You can see the difference between asking someone to track "Meetings" as a line item, and asking them to track "Meetings for client X to job number 22324, wait no, that was last months, the new job number is 22342, and it's not billable this month, but next month it's billable again, I'm not the PM for next month so you'll have to chase up the job number with the new PM..."


I want to know unbillable time, because coordination overhead and other crap can grow and eat into productive time.

We put in sprints and standups (in a small co, With 2n projects) at one point, and tracking made us realize that this ceremony was costing us 15% of our time and maybe giving us 1% utility.
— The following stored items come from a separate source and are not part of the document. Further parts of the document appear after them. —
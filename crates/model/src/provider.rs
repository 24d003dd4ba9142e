use std::error::Error;

use crate::error::ErrorKind;
use crate::request::ModelRequest;
use crate::response::ModelCompletion;

/// The error type for a model provider.
pub trait ModelProviderError: Error + Send + Sync + 'static {
    /// Returns the kind of this error.
    fn kind(&self) -> ErrorKind;
}

/// A type that represents a model provider, which is the entry for
/// sampling completions.
///
/// Once the provider is created, it should behave like a stateless object.
/// It can still have internal state, but callers should not rely on it,
/// and the provider should be prepared for being dropped anytime.
pub trait ModelProvider: Send + Sync {
    /// The error type that may be returned by the provider.
    type Error: ModelProviderError;

    /// Sends a request to the model and waits for the whole completion.
    ///
    /// The returned future must not borrow `self` or `req`, so that
    /// callers are free to move it to another task.
    fn send_request(
        &self,
        req: &ModelRequest,
    ) -> impl Future<Output = Result<ModelCompletion, Self::Error>> + Send + 'static;
}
I hope I'm not being too short, but why did it take atomic tracking from all your employees to figure that out? You should have known that when you implemented sprints and standups.

I guess that's what I mean by making it my job. It shouldn't be too difficult in small companies to keep track of how much impact unbillable process has. Attend a standup, how long did it take? Probably takes about that long every time, do some quick math. Ask your developers, do they feel it's worthwhile? No? Scrap it, make it shorter.

I can appreciate the impact of unbillable hours on the bottom line, and the impact of uncaught billable hours as well. But surely a PM can manage that without having to track every minute of the day? Set a guideline for billable hours per week, try to enable people to meet it. Be supportive rather than punitive.


At the time, I was a worker bee. Small dev staff (2 or 3, with 5-10 projects, so 1 person per project), Small company. CEO/Founder was the boss, and direct manager of everyone. I was 3/5 time, and only 2 days a week in the office, with others in and out of the office as well.

So we do this thing, and the dev team impression is that it's taking a lot of time, but it was good because it was a way for micromanaging in bulk. But then we turn around and add up the time and it was a concrete way to say "This is taking too much time" without coming out and saying: "This is crap".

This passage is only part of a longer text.